Einige Sekunden zu lange betrachtete sie seine zu einem spöttischen Lächeln verzogenen Lippen und wurde sich des erotischen Knisterns zwischen ihnen allzu sehr bewusst.
„Klar, warum auch nicht? Ich fange an auszupacken, bis der Kaffee fertig ist“, verkündete er und verschwand.
Schließlich servierte sie Kaffee und Kuchen auf der schattigen Veranda, und kurz darauf erschien auch Luc.
„Haben Sie den selbst gebacken?“ Interessiert betrachtete er den Kuchen.
„Ja.“ Sie schenkte den Kaffee ein und hatte richtig vermutet, er trank ihn schwarz.
Während er sich ein Stück Kokosnusskuchen schmecken ließ, wollte er alles Mögliche über Rotumea und die Menschen wissen.

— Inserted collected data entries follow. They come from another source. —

//! Discord types the channel list is built from.
//!
//! # Origin
//!
//! The ID machinery follows [`twilight-model`]: typed [`Id`]s with marker
//! types, serialized as strings. The channel and permission types keep only
//! what ordering and visibility need. [`view`] has no Discord counterpart;
//! it models the two indices a client renders its channel list from.
//!
//! [`twilight-model`]: https://github.com/twilight-rs/twilight/tree/main/twilight-model

/// Channels, channel types and channel IDs.
pub mod channel;

/// Permission bits.
pub mod guild;

/// Type-safe IDs with marker types.
pub mod id;

/// By-category and by-type channel indices.
pub mod view;

// ===========================================================================
// Convenience re-exports
// ===========================================================================

pub use self::channel::{Channel, ChannelId, ChannelType};
pub use self::guild::Permissions;
pub use self::id::marker::{ChannelMarker, GuildMarker, UserMarker};
pub use self::id::Id;
pub use self::view::{
    Bucket, CategoryEntry, CategoryIndex, ChannelGroup, ChannelView, TypeEntry, TypeIndex,
};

Dass er beabsichtigte, das Haus zu verkaufen, war ihr klar. Dennoch sprach es für ihn, dass er selbst gekommen war, statt sie schriftlich aufzufordern auszuziehen. Sie hing an dem Gebäude, und es würde ihr sehr schwerfallen, es zu verlassen. Doch sie konnte es nicht ändern.

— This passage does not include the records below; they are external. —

//! Splices hidden channels back into the host's channel view.
//!
//! The host calls [`TreeMerger::merge`] on every render with the indices it
//! would normally draw, and draws the result instead. Since the host may hand
//! back a view the merger produced on an earlier pass, a merge first undoes
//! anything a previous pass could have added (the synthetic category, every
//! hidden channel, channels deleted since) and then re-adds it from the
//! current hidden set. Merging a merged view therefore changes nothing, and
//! a stale merged view catches up with the host.
//!
//! Buckets are copied on write. A bucket the merge neither filters, extends
//! nor reorders is still the host's `Arc` afterwards.

mod error;

pub use self::error::{MergeError, MergeErrorType};

use std::borrow::Cow;
use std::collections::{HashMap, HashSet};
use std::hash::Hash;
use std::sync::Arc;
use tracing::{debug, warn};

use crate::cache::{HiddenChannels, HiddenSetCache};
use crate::config::HiddenChannelsConfig;
use crate::host::Host;
use crate::types::{
    channel::{Channel, ChannelId, ChannelType},
    id::{marker::GuildMarker, Id},
    view::{Bucket, CategoryEntry, CategoryIndex, ChannelGroup, ChannelView, TypeEntry, TypeIndex},
};

/// Produces channel views with the viewer's hidden channels re-inserted.
#[derive(Debug)]
pub struct TreeMerger<'c, H> {
    cache: &'c HiddenSetCache<H>,
}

„Das war köstlich“, stellte er schließlich fest und lehnte sich zurück.
Sie beschloss, das Thema selbst anzuschneiden, statt noch länger im Unklaren zu bleiben. „Ich kann sofort ausziehen, wenn Sie es möchten“, schlug sie deshalb übergangslos vor.

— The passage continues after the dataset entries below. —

//! Capabilities the host client provides.
//!
//! The crate never reaches into host state directly. Everything it needs to
//! know about the guild, the viewer and their permissions comes through
//! these traits, injected into [`HiddenSetCache`] and [`VisibilityOverlay`].
//! All calls are synchronous and are expected to be cheap lookups into data
//! the host already holds in memory.
//!
//! [`HiddenSetCache`]: crate::cache::HiddenSetCache
//! [`VisibilityOverlay`]: crate::overlay::VisibilityOverlay

use std::collections::BTreeMap;

use crate::types::{
    channel::{Channel, ChannelId},
    guild::Permissions,
    id::{
        marker::{GuildMarker, UserMarker},
        Id,
    },
};

/// Answers permission questions for the current viewer.
pub trait PermissionOracle {
    /// Whether the viewer holds `permission` in `channel`.
    fn can(&self, permission: Permissions, channel: &Channel) -> bool;
}

/// Read access to the host's channel store.
pub trait GuildIndex {
    /// Every channel of the guild, unfiltered by permissions.
    fn raw_channels(&self, guild_id: Id<GuildMarker>) -> BTreeMap<ChannelId, Channel>;

    /// Look up a single channel. `None` once the channel has been deleted.
    fn resolve(&self, channel_id: ChannelId) -> Option<Channel>;

    /// Opaque value that changes whenever the set of channels visible to the
    /// viewer in this guild changes. Only compared for equality.
    fn visible_signal(&self, guild_id: Id<GuildMarker>) -> u64;
}

/// The viewer's identity and membership.
pub trait RoleProvider {
    fn current_user(&self) -> Id<UserMarker>;

    /// Number of roles `user_id` holds in the guild, `0` if not a member.
    fn role_count(&self, guild_id: Id<GuildMarker>, user_id: Id<UserMarker>) -> usize;
}

/// The host's native unread state.
pub trait UnreadProvider {
    fn has_unread(&self, channel_id: ChannelId) -> bool;

    fn mention_count(&self, channel_id: ChannelId) -> u32;
}

/// Everything [`HiddenSetCache`] needs from the host.
///
/// Implemented for any type providing the three underlying capabilities.
///
/// [`HiddenSetCache`]: crate::cache::HiddenSetCache
pub trait Host: GuildIndex + PermissionOracle + RoleProvider {}

impl<T: GuildIndex + PermissionOracle + RoleProvider> Host for T {}

impl<T: PermissionOracle + ?Sized> PermissionOracle for &T {
    fn can(&self, permission: Permissions, channel: &Channel) -> bool {
        (**self).can(permission, channel)
    }
}

impl<T: GuildIndex + ?Sized> GuildIndex for &T {
    fn raw_channels(&self, guild_id: Id<GuildMarker>) -> BTreeMap<ChannelId, Channel> {
        (**self).raw_channels(guild_id)
    }

    fn resolve(&self, channel_id: ChannelId) -> Option<Channel> {
        (**self).resolve(channel_id)
    }

    fn visible_signal(&self, guild_id: Id<GuildMarker>) -> u64 {
        (**self).visible_signal(guild_id)
    }
}

impl<T: RoleProvider + ?Sized> RoleProvider for &T {
    fn current_user(&self) -> Id<UserMarker> {
        (**self).current_user()
    }

    fn role_count(&self, guild_id: Id<GuildMarker>, user_id: Id<UserMarker>) -> usize {
        (**self).role_count(guild_id, user_id)
    }
}

impl<T: UnreadProvider + ?Sized> UnreadProvider for &T {
    fn has_unread(&self, channel_id: ChannelId) -> bool {
        (**self).has_unread(channel_id)
    }

    fn mention_count(&self, channel_id: ChannelId) -> u32 {
        (**self).mention_count(channel_id)
    }
}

Er zog die Augenbrauen hoch. „Warum bieten Sie mir das an?“
„Weil ich annehme, dass Sie das Haus verkaufen wollen“, erwiderte sie verblüfft.
„Nein, das habe ich nicht vor“, entgegnete er nach kurzem Zögern. „Vorerst jedenfalls nicht.“
„Es war Toms Traum, hier zu leben.“ Sie zuckte mit den Schultern.
„Na und?“
„Ich kann mir nicht vorstellen, dass Sie sich hier wohlfühlen.“ In einem Anflug von Feindseligkeit konnte sie sich nicht verkneifen hinzuzufügen: „Ich versuche allerdings immer, die Menschen nicht nach dem ersten Eindruck zu beurteilen.“
„Sehr vernünftig“, war alles, was er dazu zu sagen hatte. „Haben Sie hier Internetanschluss?“
„Eigentlich müssten Sie wissen, dass Ihr Vater …“
„Er war mein Stiefvater“, unterbrach er sie. „Mein Dad war Schotte und ist gestorben, als ich drei war.“
Und meiner schon vor meiner Geburt, dachte sie und empfand ein gewisses Mitgefühl, das ihr jedoch verging, als sie seine ausdruckslose Miene bemerkte. „Wir haben hier einen Breitbandinternetzugang.“ Sie wies in eine Ecke, wo Toms Schreibtisch mit dem abgedeckten Computer stand.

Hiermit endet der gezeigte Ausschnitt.